Guests were taken from a pub just outside the airport to meet with the Vulcan on stand, where it was then pushed back and towed to the engine running bay, whilst the coach followed close behind.

Everyone attending then got about 2 hours to explore the aircraft both outside and inside the cockpit.

Once everyone had got the chance to step inside XH558 one last time, guests were moved to the rear of the aircraft to watch a flight control check.

Then we were moved to the right side of the aircraft to watch all 4 Rolls Royce Olympus turbojet engines fire into life, before heading to the front of the aircraft to watch the aircraft perform two high power engine runs close up.


Once the engines had shut down again, everyone got back on the coach where they headed back to the local pub to collect a certificate and souvenir bag.

After the afternoon session was complete, those guests got to watch from the side taxiway Alpha, XH558 taxi under its own power using the last of her fuel back to her resting place.

A brief history of Vulcan XH558

XH558 was built by Avro at Woodford Aerodrome and was the first Vulcan B2 variant for the RAF making its first flight from Woodford on the 25th May 1960.

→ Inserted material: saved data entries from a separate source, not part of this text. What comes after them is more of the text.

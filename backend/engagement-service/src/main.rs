/// Engagement Service - HTTP Server
///
/// Likes, comments and job applications on posts, plus the feed and the
/// employer application inbox.
use actix_web::{web, App, HttpServer};
use anyhow::{Context, Result};
use engagement_service::config::{StoreBackend, StoreConfig};
use engagement_service::handlers::{self, AppState};
use engagement_service::store::{AggregateStore, InMemoryStore, PgDocumentStore, TimedStore};
use engagement_service::Config;
use sqlx::postgres::PgPoolOptions;
use std::sync::Arc;
use tracing_actix_web::TracingLogger;
use tracing_subscriber::{layer::SubscriberExt, util::SubscriberInitExt, EnvFilter};

#[actix_web::main]
async fn main() -> Result<()> {
    dotenvy::dotenv().ok();
    init_tracing();

    let config = Config::from_env().context("Failed to load configuration")?;
    tracing::info!(
        env = %config.app.env,
        backend = %config.store.backend,
        "Starting engagement-service"
    );

    let store = build_store(&config.store).await?;
    store
        .health_check()
        .await
        .context("Aggregate store is not reachable")?;

    let state = AppState::new(store, config.engagement.retry_config());
    let bind_address = format!("{}:{}", config.app.host, config.app.http_port);
    tracing::info!("HTTP server listening on {}", bind_address);

    HttpServer::new(move || {
        App::new()
            .app_data(web::Data::new(state.clone()))
            .wrap(TracingLogger::default())
            .configure(handlers::configure)
    })
    .bind(&bind_address)
    .with_context(|| format!("Failed to bind {}", bind_address))?
    .run()
    .await
    .context("HTTP server failed")?;

    tracing::info!("engagement-service stopped");
    Ok(())
}

fn init_tracing() {
    let filter = EnvFilter::try_from_default_env()
        .unwrap_or_else(|_| "info,engagement_service=debug".into());
    let registry = tracing_subscriber::registry().with(filter);

    let json = std::env::var("LOG_FORMAT")
        .map(|format| format.eq_ignore_ascii_case("json"))
        .unwrap_or(false);
    if json {
        registry.with(tracing_subscriber::fmt::layer().json()).init();
    } else {
        registry.with(tracing_subscriber::fmt::layer()).init();
    }
}

async fn build_store(config: &StoreConfig) -> Result<Arc<dyn AggregateStore>> {
    let inner: Arc<dyn AggregateStore> = match config.backend {
        StoreBackend::Memory => {
            tracing::warn!("Using the in-memory store; data is lost on restart");
            Arc::new(InMemoryStore::new())
        }
        StoreBackend::Postgres => {
            let db = config
                .database
                .as_ref()
                .context("Postgres backend selected without database settings")?;

            let pool = PgPoolOptions::new()
                .max_connections(db.max_connections)
                .min_connections(db.min_connections)
                .connect(&db.url)
                .await
                .context("Failed to connect to database")?;
            tracing::info!("Database pool created successfully");

            let store = PgDocumentStore::new(pool);
            store.migrate().await.context("Failed to run migrations")?;
            tracing::info!("Migrations completed successfully");
            Arc::new(store)
        }
    };

    Ok(Arc::new(TimedStore::new(inner, config.timeout().duration)))
}
/// Post handlers - feed, post creation and engagement mutations
use actix_web::{web, HttpRequest, HttpResponse};
use serde::Deserialize;
use serde_json::json;

use super::{caller, AppState};
use crate::domain::{ApplicationResult, NewPost, PostId, UserId};
use crate::error::ServiceResult;
use crate::services::feed::{project, project_post};
use crate::services::posts::DEFAULT_FEED_LIMIT;

#[derive(Debug, Deserialize)]
pub struct FeedParams {
    pub limit: Option<usize>,
    pub offset: Option<usize>,
}

#[derive(Debug, Deserialize)]
pub struct CommentRequest {
    pub text: String,
}

/// List the feed, newest first, projected for the caller
pub async fn list_feed(
    req: HttpRequest,
    state: web::Data<AppState>,
    params: web::Query<FeedParams>,
) -> ServiceResult<HttpResponse> {
    let viewer = caller(&req)?;
    let posts = state
        .posts
        .fetch_feed(
            params.limit.unwrap_or(DEFAULT_FEED_LIMIT),
            params.offset.unwrap_or(0),
        )
        .await?;

    Ok(HttpResponse::Ok().json(project(&posts, viewer.as_ref())))
}

pub async fn create_post(
    req: HttpRequest,
    state: web::Data<AppState>,
    payload: web::Json<NewPost>,
) -> ServiceResult<HttpResponse> {
    let owner = caller(&req)?;
    let id = state
        .posts
        .create_post(owner.as_ref(), payload.into_inner())
        .await?;

    Ok(HttpResponse::Created().json(json!({ "id": id })))
}

pub async fn get_post(
    req: HttpRequest,
    state: web::Data<AppState>,
    post_id: web::Path<String>,
) -> ServiceResult<HttpResponse> {
    let viewer = caller(&req)?;
    let post = state.posts.get_post(&PostId::new(post_id.into_inner())).await?;

    Ok(HttpResponse::Ok().json(project_post(&post, viewer.as_ref())))
}

pub async fn posts_by_owner(
    req: HttpRequest,
    state: web::Data<AppState>,
    owner_id: web::Path<String>,
) -> ServiceResult<HttpResponse> {
    let viewer = caller(&req)?;
    let posts = state
        .posts
        .posts_by_owner(&UserId::new(owner_id.into_inner()))
        .await?;

    Ok(HttpResponse::Ok().json(project(&posts, viewer.as_ref())))
}

pub async fn toggle_like(
    req: HttpRequest,
    state: web::Data<AppState>,
    post_id: web::Path<String>,
) -> ServiceResult<HttpResponse> {
    let viewer = caller(&req)?;
    let like = state
        .engine
        .toggle_like(viewer.as_ref(), &PostId::new(post_id.into_inner()))
        .await?;

    Ok(HttpResponse::Ok().json(like))
}

pub async fn add_comment(
    req: HttpRequest,
    state: web::Data<AppState>,
    post_id: web::Path<String>,
    payload: web::Json<CommentRequest>,
) -> ServiceResult<HttpResponse> {
    let author = caller(&req)?;
    let comment = state
        .engine
        .add_comment(
            author.as_ref(),
            &PostId::new(post_id.into_inner()),
            &payload.text,
        )
        .await?;

    Ok(HttpResponse::Created().json(comment))
}

/// Apply to a post. 201 for a new application, 200 if one already existed.
pub async fn apply(
    req: HttpRequest,
    state: web::Data<AppState>,
    post_id: web::Path<String>,
) -> ServiceResult<HttpResponse> {
    let applicant = caller(&req)?;
    let result = state
        .engine
        .apply_to_post(applicant.as_ref(), &PostId::new(post_id.into_inner()))
        .await?;

    Ok(match result {
        ApplicationResult::Applied(_) => HttpResponse::Created().json(result),
        ApplicationResult::AlreadyApplied(_) => HttpResponse::Ok().json(result),
    })
}
use chrono::Utc;
use serde_json::Value;
use std::sync::Arc;
use tracing::{info, instrument, warn};

use crate::domain::models::{MAX_CAPTION_CHARS, POSTS_COLLECTION};
use crate::domain::normalize::normalize_post;
use crate::domain::{Identity, NewPost, Post, PostId, Role, UserId};
use crate::error::{NotEligibleReason, ServiceError, ServiceResult};
use crate::store::{AggregateStore, Direction, Document, DocumentData, Filter, Query, SortKind};

pub const DEFAULT_FEED_LIMIT: usize = 20;
pub const MAX_FEED_LIMIT: usize = 100;

/// Post lifecycle outside the engagement engine: creation and the read paths
/// backing the feed, profile grids and the notification aggregator.
#[derive(Clone)]
pub struct PostService {
    store: Arc<dyn AggregateStore>,
}

impl PostService {
    pub fn new(store: Arc<dyn AggregateStore>) -> Self {
        Self { store }
    }

    /// Create a post owned by the caller and return its store key.
    ///
    /// Only employers may open a post for applications.
    #[instrument(skip(self, caller, new_post))]
    pub async fn create_post(
        &self,
        caller: Option<&Identity>,
        new_post: NewPost,
    ) -> ServiceResult<PostId> {
        let owner = caller.ok_or(ServiceError::Unauthenticated)?;

        let caption = new_post.caption.trim().to_string();
        let image_url = new_post
            .image_url
            .map(|url| url.trim().to_string())
            .filter(|url| !url.is_empty());

        if caption.chars().count() > MAX_CAPTION_CHARS {
            return Err(ServiceError::ValidationFailed(format!(
                "caption exceeds {} characters",
                MAX_CAPTION_CHARS
            )));
        }
        if caption.is_empty() && image_url.is_none() {
            return Err(ServiceError::ValidationFailed(
                "a post needs a caption or an image".to_string(),
            ));
        }
        if new_post.applicable && owner.role != Role::Employer {
            return Err(ServiceError::NotEligible(
                NotEligibleReason::OwnerNotEmployer,
            ));
        }

        let mut data = DocumentData::new();
        data.insert("userId".into(), Value::String(owner.id.to_string()));
        data.insert("username".into(), Value::String(owner.display_name.clone()));
        data.insert("userType".into(), Value::String(owner.role.to_string()));
        if let Some(url) = image_url {
            data.insert("imageUrl".into(), Value::String(url));
        }
        data.insert("caption".into(), Value::String(caption));
        data.insert("createdAt".into(), Value::String(Utc::now().to_rfc3339()));
        data.insert("likes".into(), Value::Array(Vec::new()));
        data.insert("comments".into(), Value::Array(Vec::new()));
        data.insert("applicable".into(), Value::Bool(new_post.applicable));
        data.insert("applications".into(), Value::Array(Vec::new()));

        let id = self.store.create(POSTS_COLLECTION, data).await?;

        info!(post_id = %id, owner = %owner.id, applicable = new_post.applicable, "Post created");
        Ok(PostId::new(id))
    }

    /// Newest posts first; ties keep store insertion order.
    pub async fn fetch_feed(&self, limit: usize, offset: usize) -> ServiceResult<Vec<Post>> {
        if limit == 0 || limit > MAX_FEED_LIMIT {
            return Err(ServiceError::ValidationFailed(format!(
                "limit must be between 1 and {}",
                MAX_FEED_LIMIT
            )));
        }

        let query = newest_first().limit(limit).offset(offset);
        let docs = self.store.query(POSTS_COLLECTION, &query).await?;
        Ok(normalize_all(&docs))
    }

    pub async fn posts_by_owner(&self, owner_id: &UserId) -> ServiceResult<Vec<Post>> {
        let query = newest_first().filter(Filter::equals("userId", owner_id.as_str()));
        let docs = self.store.query(POSTS_COLLECTION, &query).await?;
        Ok(normalize_all(&docs))
    }

    pub async fn get_post(&self, post_id: &PostId) -> ServiceResult<Post> {
        let doc = self
            .store
            .get(POSTS_COLLECTION, post_id.as_str())
            .await?
            .ok_or_else(|| ServiceError::NotFound(format!("{}/{}", POSTS_COLLECTION, post_id)))?;

        Ok(normalize_post(&doc)?)
    }
}

fn newest_first() -> Query {
    Query::new().order_by("createdAt", SortKind::Timestamp, Direction::Desc)
}

// One unreadable post must not take the whole listing down.
fn normalize_all(docs: &[Document]) -> Vec<Post> {
    docs.iter()
        .filter_map(|doc| match normalize_post(doc) {
            Ok(post) => Some(post),
            Err(e) => {
                warn!(post_id = %doc.id, error = %e, "Skipping unreadable post");
                None
            }
        })
        .collect()
}
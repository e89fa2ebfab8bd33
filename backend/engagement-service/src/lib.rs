pub mod config;
pub mod domain;
pub mod error;
pub mod handlers;
pub mod identity;
pub mod services;
pub mod store;

pub use config::Config;
pub use error::{ServiceError, ServiceResult};
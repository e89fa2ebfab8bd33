use chrono::{DateTime, Utc};
use serde::{Deserialize, Serialize};
use std::fmt;
use std::str::FromStr;

/// Collection holding post aggregates
pub const POSTS_COLLECTION: &str = "posts";
/// Collection holding user profiles
pub const USERS_COLLECTION: &str = "users";

pub const MAX_CAPTION_CHARS: usize = 256;
pub const MAX_COMMENT_CHARS: usize = 1000;

macro_rules! string_id {
    ($(#[$meta:meta])* $name:ident) => {
        $(#[$meta])*
        #[derive(Debug, Clone, PartialEq, Eq, Hash, PartialOrd, Ord, Serialize, Deserialize)]
        #[serde(transparent)]
        pub struct $name(String);

        impl $name {
            pub fn new(value: impl Into<String>) -> Self {
                Self(value.into())
            }

            pub fn as_str(&self) -> &str {
                &self.0
            }
        }

        impl fmt::Display for $name {
            fn fmt(&self, f: &mut fmt::Formatter<'_>) -> fmt::Result {
                f.write_str(&self.0)
            }
        }

        impl From<&str> for $name {
            fn from(value: &str) -> Self {
                Self(value.to_string())
            }
        }

        impl From<String> for $name {
            fn from(value: String) -> Self {
                Self(value)
            }
        }
    };
}

string_id!(
    /// Opaque user identity issued by the identity provider
    UserId
);
string_id!(
    /// Store key of a post document
    PostId
);

/// Account role. Only employers can open posts for applications,
/// only seekers can apply.
#[derive(Debug, Clone, Copy, PartialEq, Eq, Hash, Serialize, Deserialize)]
#[serde(rename_all = "lowercase")]
pub enum Role {
    Seeker,
    Employer,
}

impl Role {
    pub fn as_str(&self) -> &'static str {
        match self {
            Role::Seeker => "seeker",
            Role::Employer => "employer",
        }
    }
}

impl fmt::Display for Role {
    fn fmt(&self, f: &mut fmt::Formatter<'_>) -> fmt::Result {
        f.write_str(self.as_str())
    }
}

impl FromStr for Role {
    type Err = String;

    fn from_str(s: &str) -> Result<Self, Self::Err> {
        match s.trim().to_ascii_lowercase().as_str() {
            "seeker" => Ok(Role::Seeker),
            "employer" => Ok(Role::Employer),
            other => Err(format!("unknown role '{}'", other)),
        }
    }
}

/// Authenticated caller, passed explicitly into every mutating operation
#[derive(Debug, Clone, PartialEq, Eq, Serialize, Deserialize)]
#[serde(rename_all = "camelCase")]
pub struct Identity {
    pub id: UserId,
    pub display_name: String,
    pub role: Role,
}

impl Identity {
    pub fn new(id: impl Into<UserId>, display_name: impl Into<String>, role: Role) -> Self {
        Self {
            id: id.into(),
            display_name: display_name.into(),
            role,
        }
    }

    pub fn is_seeker(&self) -> bool {
        self.role == Role::Seeker
    }
}

/// Comment entity - immutable once appended to a post
#[derive(Debug, Clone, PartialEq, Eq, Serialize, Deserialize)]
#[serde(rename_all = "camelCase")]
pub struct Comment {
    pub id: String,
    pub user_id: UserId,
    pub username: String,
    pub text: String,
    pub created_at: DateTime<Utc>,
}

/// Application entity - a seeker applying to an employer's post
#[derive(Debug, Clone, PartialEq, Eq, Serialize, Deserialize)]
#[serde(rename_all = "camelCase")]
pub struct Application {
    pub user_id: UserId,
    pub username: String,
    pub applied_at: DateTime<Utc>,
}

/// Post aggregate in canonical form (output of normalization)
///
/// `id` is the store key and is never written as a document field.
#[derive(Debug, Clone, PartialEq, Serialize)]
#[serde(rename_all = "camelCase")]
pub struct Post {
    #[serde(skip_serializing)]
    pub id: PostId,
    pub user_id: UserId,
    pub username: String,
    pub user_type: Role,
    #[serde(skip_serializing_if = "Option::is_none")]
    pub image_url: Option<String>,
    pub caption: String,
    pub created_at: DateTime<Utc>,
    pub likes: Vec<UserId>,
    pub comments: Vec<Comment>,
    pub applicable: bool,
    pub applications: Vec<Application>,
}

impl Post {
    pub fn is_liked_by(&self, user_id: &UserId) -> bool {
        self.likes.contains(user_id)
    }

    /// Applications are only meaningful on applicable posts owned by an employer.
    pub fn accepts_applications(&self) -> bool {
        self.applicable && self.user_type == Role::Employer
    }

    pub fn application_of(&self, user_id: &UserId) -> Option<&Application> {
        self.applications.iter().find(|a| &a.user_id == user_id)
    }

    pub fn has_applied(&self, user_id: &UserId) -> bool {
        self.application_of(user_id).is_some()
    }

    pub fn is_owned_by(&self, user_id: &UserId) -> bool {
        &self.user_id == user_id
    }
}

/// Input for creating a post
#[derive(Debug, Clone, Default, Serialize, Deserialize)]
#[serde(rename_all = "camelCase")]
pub struct NewPost {
    pub caption: String,
    #[serde(default)]
    pub image_url: Option<String>,
    #[serde(default)]
    pub applicable: bool,
}

/// Outcome of `toggle_like`
#[derive(Debug, Clone, Copy, PartialEq, Eq, Serialize, Deserialize)]
#[serde(rename_all = "camelCase")]
pub struct LikeState {
    pub liked: bool,
}

/// Outcome of `apply_to_post`; both variants are successes
#[derive(Debug, Clone, PartialEq, Eq, Serialize, Deserialize)]
#[serde(tag = "status", content = "application", rename_all = "snake_case")]
pub enum ApplicationResult {
    Applied(Application),
    AlreadyApplied(Application),
}

impl ApplicationResult {
    pub fn application(&self) -> &Application {
        match self {
            ApplicationResult::Applied(app) | ApplicationResult::AlreadyApplied(app) => app,
        }
    }

    pub fn is_new(&self) -> bool {
        matches!(self, ApplicationResult::Applied(_))
    }
}

#[cfg(test)]
mod tests {
    use super::*;

    #[test]
    fn test_role_parsing() {
        assert_eq!("seeker".parse::<Role>().unwrap(), Role::Seeker);
        assert_eq!(" Employer ".parse::<Role>().unwrap(), Role::Employer);
        assert!("admin".parse::<Role>().is_err());
    }

    #[test]
    fn test_role_serializes_lowercase() {
        assert_eq!(serde_json::to_string(&Role::Employer).unwrap(), "\"employer\"");
    }

    #[test]
    fn test_comment_uses_document_field_names() {
        let comment = Comment {
            id: "c1".to_string(),
            user_id: UserId::from("u1"),
            username: "bob".to_string(),
            text: "hi".to_string(),
            created_at: Utc::now(),
        };
        let value = serde_json::to_value(&comment).unwrap();
        let obj = value.as_object().unwrap();
        for field in ["id", "userId", "username", "text", "createdAt"] {
            assert!(obj.contains_key(field), "missing {}", field);
        }
    }

    #[test]
    fn test_application_result_accessors() {
        let app = Application {
            user_id: UserId::from("alice"),
            username: "Alice".to_string(),
            applied_at: Utc::now(),
        };
        let applied = ApplicationResult::Applied(app.clone());
        let again = ApplicationResult::AlreadyApplied(app.clone());
        assert!(applied.is_new());
        assert!(!again.is_new());
        assert_eq!(again.application(), &app);
    }
}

The aircraft was first a part of the No. 230 Operational Conversion Unit, which trained pilots familar with other aircraft types to fly the Vulcan.

No. 230 OCU transferred to RAF Finningley in 1960 (DSA’s former RAF base name) along with XH558, before she went back to RAF Waddington to serve in 44, 50 and 101 Squadrons.

XH558 was converted into 2 sub-variants over its life time, the first one being in 1973 where it was converted into a SR2 Maritime Reconnaissance configuration for use by No. 27 squadron.

Sadly, in 1979 the Vulcan was deemed redundant as a bomber and the first aircraft was sent for scrap in 1980, with the last bomber squadron disbanded in 1982.

Luckily for 558, it saw further use past 1982 being converted into its second sub variant, a K2 tanker variant, to help with a tanker shortage within the RAF and the aircraft went back to 50 Squadron.

This life extension didn’t last long however, with 50 squadron disbanded in 1984 and XH558 finally ending operational service.

This wasn’t the end for XH558 however, as it managed to see further life flying for the RAF Vulcan Display Flight. As such the aircraft was returned to B2 configuration in 1985 and flew as a display jet at airshows for 7 years until 1992.

Vulcan XH558 post-operational history

Photo Credit: Lewis Chesworth/AviationSource

Although it finally seemed like the end of the road for XH558, the Walton family took the jet into their hands with the intention of keeping her alive.

By this point the aircraft had been ferried from its retirement airport at Cranfield to Bruntingthorpe where it was restored to a taxiable state and it performed high power engine runs and high speed taxis at said airport.

In 1997 the possibility of returning 558 to flight was considered and the decision was made in 1998 and the Vulcan To The Sky Trust was formed.

The VTTS Trust raised the funds required to make XH558 flight worthy again and work began in 2005 as well as full ownership of jet handed over to the trust in 2005.

XH558 then returned to flying in 2007, conducting 3 test flights. Its first airshow was then at the Waddington Airshow in July 2008 and the aircraft continued to fly public displays across the country until 2015.